Definition
Deliberate, controlled changes in an aircraft's flight path or attitude performed by the pilot to achieve a specific objective, such as climbing, turning, descending, slowing, or positioning the aircraft for landing. In flight training, maneuvers are the structured sets of skills (e.g., steep turns, stalls, ground reference maneuvers, takeoffs, and landings) practiced to build and demonstrate proficiency.
Plain English
Maneuvers are the specific moves a pilot makes the airplane do on purpose — turning, climbing, descending, slowing down, lining up to land — each one practiced until the pilot can do it smoothly and accurately.
Context Anchor
Seen throughout flight training when an instructor explains, demonstrates, or evaluates specific ways of controlling the airplane.
Derivation
From the French manœuvre, meaning 'a working by hand,' from Latin manu (hand) + operari (to work).

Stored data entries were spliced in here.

//! Client configuration.
//!
//! # Example
//!
//! ```ignore
//! use std::time::Duration;
//! use tracker_link::{ClientOptions, ReconnectPolicy, TransportMode};
//!
//! let options = ClientOptions::new()
//!     .with_mode(TransportMode::WebSocket)
//!     .with_connect_timeout(Duration::from_secs(10))
//!     .with_reconnect(ReconnectPolicy::disabled());
//! ```

// ============================================================================
// Imports
// ============================================================================

use std::time::Duration;

use crate::error::{Error, Result};
use crate::protocol::{DEFAULT_MAX_FRAME_SIZE, Protocol};
use crate::transport::{DEFAULT_ENDPOINT_PATH, TransportMode};

use super::reconnect::ReconnectPolicy;

// ============================================================================
// Constants
// ============================================================================

/// Default handshake timeout (socket open through `CONNECTED`).
pub const DEFAULT_CONNECT_TIMEOUT: Duration = Duration::from_secs(30);

/// Default wait for the `RECEIPT` of a graceful `DISCONNECT`.
pub const DEFAULT_DISCONNECT_TIMEOUT: Duration = Duration::from_secs(2);

/// Default per-topic broadcast buffer.
pub const DEFAULT_CHANNEL_CAPACITY: usize = 256;

// ============================================================================
// ClientOptions
// ============================================================================

/// Connection and subscription settings.
#[derive(Debug, Clone, PartialEq)]
pub struct ClientOptions {
    /// Server path joined to the base URL.
    pub endpoint_path: String,

    /// SockJS or raw WebSocket framing.
    pub mode: TransportMode,

    /// STOMP versions offered, in preference order of the server.
    pub protocols: Vec<Protocol>,

    /// Handshake timeout.
    pub connect_timeout: Duration,

    /// Wait for the disconnect receipt.
    pub disconnect_timeout: Duration,

    /// Messages buffered per topic before slow listeners lag.
    pub channel_capacity: usize,

    /// Largest inbound STOMP frame in bytes; larger frames end the session.
    pub max_frame_size: usize,

    /// Reconnect behaviour after a failed handshake or lost session.
    pub reconnect: ReconnectPolicy,
}

impl Default for ClientOptions {
    fn default() -> Self {
        Self::new()
    }
}

// ============================================================================
// Constructors
// ============================================================================

impl ClientOptions {
    /// Creates options with default settings.
    #[must_use]
    pub fn new() -> Self {
        Self {
            endpoint_path: DEFAULT_ENDPOINT_PATH.to_string(),
            mode: TransportMode::SockJs,
            protocols: vec![Protocol::V12],
            connect_timeout: DEFAULT_CONNECT_TIMEOUT,
            disconnect_timeout: DEFAULT_DISCONNECT_TIMEOUT,
            channel_capacity: DEFAULT_CHANNEL_CAPACITY,
            max_frame_size: DEFAULT_MAX_FRAME_SIZE,
            reconnect: ReconnectPolicy::default(),
        }
    }
}

// ============================================================================
// Builder Methods
// ============================================================================

impl ClientOptions {
    /// Sets the server path.
    #[inline]
    #[must_use]
    pub fn with_endpoint_path(mut self, path: impl Into<String>) -> Self {
        self.endpoint_path = path.into();
        self
    }

    /// Sets the transport mode.
    #[inline]
    #[must_use]
    pub fn with_mode(mut self, mode: TransportMode) -> Self {
        self.mode = mode;
        self
    }

    /// Sets the offered STOMP versions.
    #[inline]
    #[must_use]
    pub fn with_protocols(mut self, protocols: impl IntoIterator<Item = Protocol>) -> Self {
        self.protocols = protocols.into_iter().collect();
        self
    }

    /// Sets the handshake timeout.
    #[inline]
    #[must_use]
    pub fn with_connect_timeout(mut self, timeout: Duration) -> Self {
        self.connect_timeout = timeout;
        self
    }

    /// Sets the disconnect receipt timeout.
    #[inline]
    #[must_use]
    pub fn with_disconnect_timeout(mut self, timeout: Duration) -> Self {
        self.disconnect_timeout = timeout;
        self
    }

    /// Sets the per-topic buffer.
    #[inline]
    #[must_use]
    pub fn with_channel_capacity(mut self, capacity: usize) -> Self {
        self.channel_capacity = capacity;
        self
    }

    /// Sets the inbound frame size limit.
    #[inline]
    #[must_use]
    pub fn with_max_frame_size(mut self, bytes: usize) -> Self {
        self.max_frame_size = bytes;
        self
    }

    /// Sets the reconnect policy.
    #[inline]
    #[must_use]
    pub fn with_reconnect(mut self, policy: ReconnectPolicy) -> Self {
        self.reconnect = policy;
        self
    }
}

// ============================================================================
// Validation
// ============================================================================

impl ClientOptions {
    /// Checks that the options are usable.
    ///
    /// # Errors
    ///
    /// Returns [`Error::Config`] describing the first invalid field.
    pub fn validate(&self) -> Result<()> {
        if self.protocols.is_empty() {
            return Err(Error::config("at least one STOMP protocol must be offered"));
        }
        if self.connect_timeout.is_zero() {
            return Err(Error::config("connect timeout must be non-zero"));
        }
        if self.channel_capacity == 0 {
            return Err(Error::config("channel capacity must be non-zero"));
        }
        if self.max_frame_size == 0 {
            return Err(Error::config("max frame size must be non-zero"));
        }
        self.reconnect.validate()
    }
}

// ============================================================================
// Tests
// ============================================================================

#[cfg(test)]
mod tests {
    use super::*;

    #[test]
    fn test_defaults() {
        let options = ClientOptions::new();
        assert_eq!(options.endpoint_path, "/websocket/tracker");
        assert_eq!(options.mode, TransportMode::SockJs);
        assert_eq!(options.protocols, vec![Protocol::V12]);
        assert_eq!(options.connect_timeout, Duration::from_secs(30));
        assert_eq!(options.channel_capacity, 256);
        assert_eq!(options.max_frame_size, 4 * 1024 * 1024);
        assert!(options.validate().is_ok());
    }

    #[test]
    fn test_builder_chain() {
        let options = ClientOptions::new()
            .with_endpoint_path("/ws")
            .with_mode(TransportMode::WebSocket)
            .with_protocols([Protocol::V11, Protocol::V12])
            .with_channel_capacity(8)
            .with_reconnect(ReconnectPolicy::disabled());

        assert_eq!(options.endpoint_path, "/ws");
        assert_eq!(options.mode, TransportMode::WebSocket);
        assert_eq!(options.protocols.len(), 2);
        assert_eq!(options.channel_capacity, 8);
        assert!(!options.reconnect.enabled);
    }

    #[test]
    fn test_validate_rejects_empty_protocols() {
        let options = ClientOptions::new().with_protocols([]);
        assert!(matches!(options.validate(), Err(Error::Config { .. })));
    }

    #[test]
    fn test_validate_rejects_zero_capacity() {
        let options = ClientOptions::new().with_channel_capacity(0);
        assert!(options.validate().is_err());
    }

    #[test]
    fn test_validate_rejects_zero_timeout() {
        let options = ClientOptions::new().with_connect_timeout(Duration::ZERO);
        assert!(options.validate().is_err());
    }

    #[test]
    fn test_validate_rejects_zero_frame_size() {
        let options = ClientOptions::new().with_max_frame_size(0);
        let err = options.validate().unwrap_err();
        assert!(err.to_string().contains("max frame size"));
    }
}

Originally referred to handling something physically — which fits flying, where each maneuver is a deliberate, hands-on action by the pilot.
Why Pilots Care
Mastering maneuvers builds the precise aircraft control needed for safe everyday flying, checkrides, and emergency response.
Intuition Check
Maneuvers does not mean tricks or show-off flying here. In FAA training, maneuvers are controlled, purposeful actions used to teach and check normal airplane control.
Example Sentence 1
The instructor demonstrated each maneuver before asking the student to try it.
Example Sentence 2
On the checkride the examiner required demonstration of several maneuvers including steep turns and stalls.